**WHAT NEEDS TO BE DONE:** Scan the entries for the word "NodeId", and copy every line where it appears.

[Stored items]
Start of Block

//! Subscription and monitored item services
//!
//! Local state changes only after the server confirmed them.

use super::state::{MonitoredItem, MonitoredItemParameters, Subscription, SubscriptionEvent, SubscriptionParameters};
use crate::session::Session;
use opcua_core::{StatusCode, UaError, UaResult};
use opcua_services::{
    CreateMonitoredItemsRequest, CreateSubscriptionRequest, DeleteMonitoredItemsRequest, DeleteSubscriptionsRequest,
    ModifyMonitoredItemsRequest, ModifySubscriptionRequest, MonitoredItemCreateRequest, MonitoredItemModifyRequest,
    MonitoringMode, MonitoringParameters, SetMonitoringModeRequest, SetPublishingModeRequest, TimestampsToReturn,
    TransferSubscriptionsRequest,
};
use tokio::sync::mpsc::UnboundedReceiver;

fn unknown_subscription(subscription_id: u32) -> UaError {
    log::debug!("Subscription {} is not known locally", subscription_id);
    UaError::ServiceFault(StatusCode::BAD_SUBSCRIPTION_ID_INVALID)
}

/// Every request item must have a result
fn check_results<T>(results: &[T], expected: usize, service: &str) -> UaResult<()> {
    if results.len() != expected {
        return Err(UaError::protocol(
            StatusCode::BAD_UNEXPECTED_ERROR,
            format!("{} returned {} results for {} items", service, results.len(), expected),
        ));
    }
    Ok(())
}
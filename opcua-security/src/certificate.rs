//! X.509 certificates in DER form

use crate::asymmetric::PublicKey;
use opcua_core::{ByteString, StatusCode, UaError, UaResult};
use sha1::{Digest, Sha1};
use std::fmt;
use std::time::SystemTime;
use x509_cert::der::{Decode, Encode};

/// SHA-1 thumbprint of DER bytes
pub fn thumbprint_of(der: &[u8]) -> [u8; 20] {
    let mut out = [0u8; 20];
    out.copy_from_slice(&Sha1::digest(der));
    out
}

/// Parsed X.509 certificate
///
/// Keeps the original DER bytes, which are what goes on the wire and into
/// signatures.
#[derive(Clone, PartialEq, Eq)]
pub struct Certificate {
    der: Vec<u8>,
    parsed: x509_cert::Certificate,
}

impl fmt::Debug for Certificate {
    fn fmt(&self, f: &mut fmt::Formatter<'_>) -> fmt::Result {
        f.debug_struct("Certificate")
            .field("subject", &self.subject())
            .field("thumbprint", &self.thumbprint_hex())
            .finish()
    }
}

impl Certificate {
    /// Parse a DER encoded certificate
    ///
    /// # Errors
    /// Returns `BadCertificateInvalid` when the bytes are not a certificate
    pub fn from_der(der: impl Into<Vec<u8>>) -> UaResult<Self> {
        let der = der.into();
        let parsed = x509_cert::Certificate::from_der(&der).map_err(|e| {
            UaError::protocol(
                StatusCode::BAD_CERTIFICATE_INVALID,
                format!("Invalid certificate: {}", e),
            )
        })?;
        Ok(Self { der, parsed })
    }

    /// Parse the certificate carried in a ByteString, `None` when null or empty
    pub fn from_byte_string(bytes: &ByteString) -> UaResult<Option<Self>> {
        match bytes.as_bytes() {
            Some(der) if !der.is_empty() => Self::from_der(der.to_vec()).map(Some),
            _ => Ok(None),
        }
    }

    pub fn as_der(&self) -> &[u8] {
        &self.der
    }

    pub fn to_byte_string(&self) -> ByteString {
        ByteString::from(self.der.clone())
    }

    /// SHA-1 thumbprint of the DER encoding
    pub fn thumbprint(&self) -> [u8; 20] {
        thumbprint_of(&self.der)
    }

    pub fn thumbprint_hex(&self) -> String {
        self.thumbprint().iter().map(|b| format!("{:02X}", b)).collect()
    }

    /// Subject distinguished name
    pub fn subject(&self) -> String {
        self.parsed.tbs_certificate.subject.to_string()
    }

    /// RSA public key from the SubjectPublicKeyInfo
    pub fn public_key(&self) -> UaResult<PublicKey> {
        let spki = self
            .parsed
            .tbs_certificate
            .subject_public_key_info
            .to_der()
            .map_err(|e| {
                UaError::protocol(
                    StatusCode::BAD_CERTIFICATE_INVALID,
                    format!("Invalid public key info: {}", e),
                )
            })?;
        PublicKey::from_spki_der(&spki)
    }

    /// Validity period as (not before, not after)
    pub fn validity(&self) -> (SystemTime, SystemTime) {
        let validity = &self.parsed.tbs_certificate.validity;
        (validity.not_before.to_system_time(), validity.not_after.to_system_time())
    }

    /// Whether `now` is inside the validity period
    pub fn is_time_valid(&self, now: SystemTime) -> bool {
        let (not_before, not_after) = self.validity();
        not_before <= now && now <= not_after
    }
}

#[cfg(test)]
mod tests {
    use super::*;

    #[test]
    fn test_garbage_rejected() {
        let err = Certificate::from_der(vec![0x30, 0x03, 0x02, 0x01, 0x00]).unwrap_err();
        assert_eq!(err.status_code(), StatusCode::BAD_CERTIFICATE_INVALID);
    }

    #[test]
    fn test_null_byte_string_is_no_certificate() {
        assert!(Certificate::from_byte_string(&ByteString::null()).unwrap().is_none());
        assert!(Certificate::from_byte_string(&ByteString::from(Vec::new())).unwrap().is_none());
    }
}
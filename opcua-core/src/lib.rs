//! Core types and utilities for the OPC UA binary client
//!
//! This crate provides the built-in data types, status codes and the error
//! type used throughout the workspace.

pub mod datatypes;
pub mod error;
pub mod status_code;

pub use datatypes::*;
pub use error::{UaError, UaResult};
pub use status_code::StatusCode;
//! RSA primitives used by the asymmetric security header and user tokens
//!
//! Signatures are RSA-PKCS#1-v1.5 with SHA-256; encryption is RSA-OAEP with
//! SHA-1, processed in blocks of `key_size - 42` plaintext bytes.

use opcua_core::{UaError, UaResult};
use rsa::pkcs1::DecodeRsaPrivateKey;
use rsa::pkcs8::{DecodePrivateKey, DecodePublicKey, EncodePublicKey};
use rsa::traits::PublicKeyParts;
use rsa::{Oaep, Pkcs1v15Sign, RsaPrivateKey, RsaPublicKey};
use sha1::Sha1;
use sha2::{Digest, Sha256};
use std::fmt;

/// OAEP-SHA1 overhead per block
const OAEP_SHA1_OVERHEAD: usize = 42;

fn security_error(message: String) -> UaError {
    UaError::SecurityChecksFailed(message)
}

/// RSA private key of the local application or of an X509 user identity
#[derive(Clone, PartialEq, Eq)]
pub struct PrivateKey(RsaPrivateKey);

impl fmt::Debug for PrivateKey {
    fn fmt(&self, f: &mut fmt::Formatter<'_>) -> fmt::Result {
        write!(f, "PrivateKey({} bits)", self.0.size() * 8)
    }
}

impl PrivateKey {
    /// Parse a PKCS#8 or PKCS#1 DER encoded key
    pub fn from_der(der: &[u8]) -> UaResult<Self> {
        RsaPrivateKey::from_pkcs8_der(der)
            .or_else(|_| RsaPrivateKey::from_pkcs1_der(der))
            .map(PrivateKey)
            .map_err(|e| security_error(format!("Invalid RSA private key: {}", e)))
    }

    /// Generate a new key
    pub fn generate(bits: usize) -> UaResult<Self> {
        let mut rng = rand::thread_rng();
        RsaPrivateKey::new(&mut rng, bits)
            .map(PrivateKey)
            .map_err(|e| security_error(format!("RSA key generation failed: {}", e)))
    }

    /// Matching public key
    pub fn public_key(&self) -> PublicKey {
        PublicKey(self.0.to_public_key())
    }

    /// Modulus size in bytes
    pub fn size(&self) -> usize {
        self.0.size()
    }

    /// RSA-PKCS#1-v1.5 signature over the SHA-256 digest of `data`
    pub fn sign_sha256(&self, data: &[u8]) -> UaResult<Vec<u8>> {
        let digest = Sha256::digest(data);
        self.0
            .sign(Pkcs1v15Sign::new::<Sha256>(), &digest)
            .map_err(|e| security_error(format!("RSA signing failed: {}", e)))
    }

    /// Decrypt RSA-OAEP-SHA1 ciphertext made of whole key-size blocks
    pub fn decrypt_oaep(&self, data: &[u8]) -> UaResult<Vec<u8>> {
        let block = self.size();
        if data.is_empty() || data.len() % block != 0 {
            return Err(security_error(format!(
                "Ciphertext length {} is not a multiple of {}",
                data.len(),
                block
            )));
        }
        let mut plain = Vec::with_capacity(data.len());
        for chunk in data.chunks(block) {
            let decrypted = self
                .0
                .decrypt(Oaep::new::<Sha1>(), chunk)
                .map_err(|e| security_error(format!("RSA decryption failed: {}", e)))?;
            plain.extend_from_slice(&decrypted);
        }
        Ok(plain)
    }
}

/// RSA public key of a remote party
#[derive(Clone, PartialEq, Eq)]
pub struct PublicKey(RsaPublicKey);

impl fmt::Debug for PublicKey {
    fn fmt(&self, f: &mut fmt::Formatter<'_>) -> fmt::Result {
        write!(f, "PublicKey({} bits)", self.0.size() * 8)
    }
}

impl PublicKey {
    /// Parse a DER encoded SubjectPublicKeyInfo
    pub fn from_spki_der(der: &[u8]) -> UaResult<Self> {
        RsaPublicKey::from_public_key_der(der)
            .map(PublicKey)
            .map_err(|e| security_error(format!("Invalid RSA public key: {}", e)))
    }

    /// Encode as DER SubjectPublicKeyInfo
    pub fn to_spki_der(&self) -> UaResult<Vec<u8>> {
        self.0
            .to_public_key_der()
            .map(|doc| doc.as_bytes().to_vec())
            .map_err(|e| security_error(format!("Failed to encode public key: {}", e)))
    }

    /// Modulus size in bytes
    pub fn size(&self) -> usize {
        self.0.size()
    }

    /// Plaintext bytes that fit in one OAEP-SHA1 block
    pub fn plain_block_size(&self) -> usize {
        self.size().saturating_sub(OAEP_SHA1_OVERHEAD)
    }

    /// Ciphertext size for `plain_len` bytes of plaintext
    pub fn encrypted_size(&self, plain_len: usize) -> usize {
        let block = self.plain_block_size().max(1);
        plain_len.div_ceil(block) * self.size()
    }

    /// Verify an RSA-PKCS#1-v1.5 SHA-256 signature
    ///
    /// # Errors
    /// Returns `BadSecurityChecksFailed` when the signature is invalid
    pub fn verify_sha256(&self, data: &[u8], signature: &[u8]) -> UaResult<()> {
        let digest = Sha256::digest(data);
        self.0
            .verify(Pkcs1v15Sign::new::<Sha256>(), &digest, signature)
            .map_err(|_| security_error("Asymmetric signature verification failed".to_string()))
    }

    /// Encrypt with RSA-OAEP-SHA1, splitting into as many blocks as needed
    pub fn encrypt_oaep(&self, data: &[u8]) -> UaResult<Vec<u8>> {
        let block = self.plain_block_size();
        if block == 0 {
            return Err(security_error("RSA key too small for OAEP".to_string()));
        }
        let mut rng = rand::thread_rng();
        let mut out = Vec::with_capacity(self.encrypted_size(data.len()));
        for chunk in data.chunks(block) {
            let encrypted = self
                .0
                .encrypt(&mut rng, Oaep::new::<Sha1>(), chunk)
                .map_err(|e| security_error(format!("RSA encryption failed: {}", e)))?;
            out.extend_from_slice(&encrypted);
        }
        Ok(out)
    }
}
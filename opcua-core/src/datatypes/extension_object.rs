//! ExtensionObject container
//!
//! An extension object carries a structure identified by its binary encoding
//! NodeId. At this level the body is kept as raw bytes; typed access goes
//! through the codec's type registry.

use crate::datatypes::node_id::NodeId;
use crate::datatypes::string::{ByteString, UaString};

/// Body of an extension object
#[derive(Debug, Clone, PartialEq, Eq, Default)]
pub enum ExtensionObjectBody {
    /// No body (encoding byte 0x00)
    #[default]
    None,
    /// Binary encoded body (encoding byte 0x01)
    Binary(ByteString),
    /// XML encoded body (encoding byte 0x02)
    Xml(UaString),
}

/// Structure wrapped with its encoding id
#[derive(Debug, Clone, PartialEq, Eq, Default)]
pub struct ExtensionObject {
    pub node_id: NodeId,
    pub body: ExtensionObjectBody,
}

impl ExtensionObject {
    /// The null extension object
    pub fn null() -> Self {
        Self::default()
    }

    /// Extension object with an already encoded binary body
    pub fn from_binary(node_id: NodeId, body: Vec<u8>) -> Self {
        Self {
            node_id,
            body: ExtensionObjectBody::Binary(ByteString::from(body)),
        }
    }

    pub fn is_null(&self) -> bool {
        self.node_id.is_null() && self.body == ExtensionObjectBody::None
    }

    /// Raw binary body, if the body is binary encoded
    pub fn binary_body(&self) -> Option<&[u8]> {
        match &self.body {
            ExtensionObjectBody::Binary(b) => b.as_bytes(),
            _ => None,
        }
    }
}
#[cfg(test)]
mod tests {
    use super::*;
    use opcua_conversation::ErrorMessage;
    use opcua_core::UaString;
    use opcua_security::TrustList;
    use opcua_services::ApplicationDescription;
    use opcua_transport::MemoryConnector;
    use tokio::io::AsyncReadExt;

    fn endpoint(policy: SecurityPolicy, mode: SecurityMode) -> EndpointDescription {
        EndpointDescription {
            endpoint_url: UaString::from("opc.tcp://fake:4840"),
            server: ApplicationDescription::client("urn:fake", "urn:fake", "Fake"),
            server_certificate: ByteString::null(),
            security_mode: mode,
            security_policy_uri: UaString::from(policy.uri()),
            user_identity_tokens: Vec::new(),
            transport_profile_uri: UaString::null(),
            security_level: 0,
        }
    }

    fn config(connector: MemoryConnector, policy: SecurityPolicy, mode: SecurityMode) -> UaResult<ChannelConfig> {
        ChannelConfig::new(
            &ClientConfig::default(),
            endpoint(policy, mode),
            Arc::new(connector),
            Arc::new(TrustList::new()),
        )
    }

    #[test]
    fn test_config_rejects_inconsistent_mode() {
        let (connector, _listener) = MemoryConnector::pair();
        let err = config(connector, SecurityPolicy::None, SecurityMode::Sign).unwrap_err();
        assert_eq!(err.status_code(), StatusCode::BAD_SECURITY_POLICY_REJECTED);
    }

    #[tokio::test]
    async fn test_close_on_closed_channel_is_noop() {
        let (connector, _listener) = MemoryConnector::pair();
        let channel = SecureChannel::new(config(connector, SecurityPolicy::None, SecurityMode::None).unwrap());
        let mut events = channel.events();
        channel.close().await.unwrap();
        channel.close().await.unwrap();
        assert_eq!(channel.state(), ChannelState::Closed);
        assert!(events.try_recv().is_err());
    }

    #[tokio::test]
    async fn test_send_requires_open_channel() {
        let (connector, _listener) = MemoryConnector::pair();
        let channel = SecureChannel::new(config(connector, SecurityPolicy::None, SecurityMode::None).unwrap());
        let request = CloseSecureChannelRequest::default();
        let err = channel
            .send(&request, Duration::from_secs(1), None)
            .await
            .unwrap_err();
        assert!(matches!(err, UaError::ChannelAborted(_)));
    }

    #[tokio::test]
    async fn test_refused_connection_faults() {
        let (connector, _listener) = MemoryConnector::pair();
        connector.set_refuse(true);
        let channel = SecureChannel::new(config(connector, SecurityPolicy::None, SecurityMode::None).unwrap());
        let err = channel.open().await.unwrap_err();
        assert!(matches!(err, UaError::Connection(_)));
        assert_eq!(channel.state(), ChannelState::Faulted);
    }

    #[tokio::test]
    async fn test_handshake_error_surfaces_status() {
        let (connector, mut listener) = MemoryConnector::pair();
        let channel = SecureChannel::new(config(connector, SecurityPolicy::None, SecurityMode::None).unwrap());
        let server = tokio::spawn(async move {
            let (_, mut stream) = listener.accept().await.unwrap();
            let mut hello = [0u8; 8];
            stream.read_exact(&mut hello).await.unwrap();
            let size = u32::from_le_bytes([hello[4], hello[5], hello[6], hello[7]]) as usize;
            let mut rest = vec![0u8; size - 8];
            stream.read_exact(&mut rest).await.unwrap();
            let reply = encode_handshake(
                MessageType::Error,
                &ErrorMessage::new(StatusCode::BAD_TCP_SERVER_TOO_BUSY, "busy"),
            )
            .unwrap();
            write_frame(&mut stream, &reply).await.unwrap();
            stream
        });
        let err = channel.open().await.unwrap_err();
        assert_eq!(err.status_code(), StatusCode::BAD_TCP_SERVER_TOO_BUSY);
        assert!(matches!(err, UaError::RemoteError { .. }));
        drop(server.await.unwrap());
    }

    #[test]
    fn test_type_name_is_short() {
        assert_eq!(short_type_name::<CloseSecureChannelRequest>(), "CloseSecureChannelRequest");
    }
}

End of Block

**SOLUTION TO THE PROBLEM:**
//! NodeId. At this level the body is kept as raw bytes; typed access goes
use crate::datatypes::node_id::NodeId;
    pub node_id: NodeId,
    pub fn from_binary(node_id: NodeId, body: Vec<u8>) -> Self {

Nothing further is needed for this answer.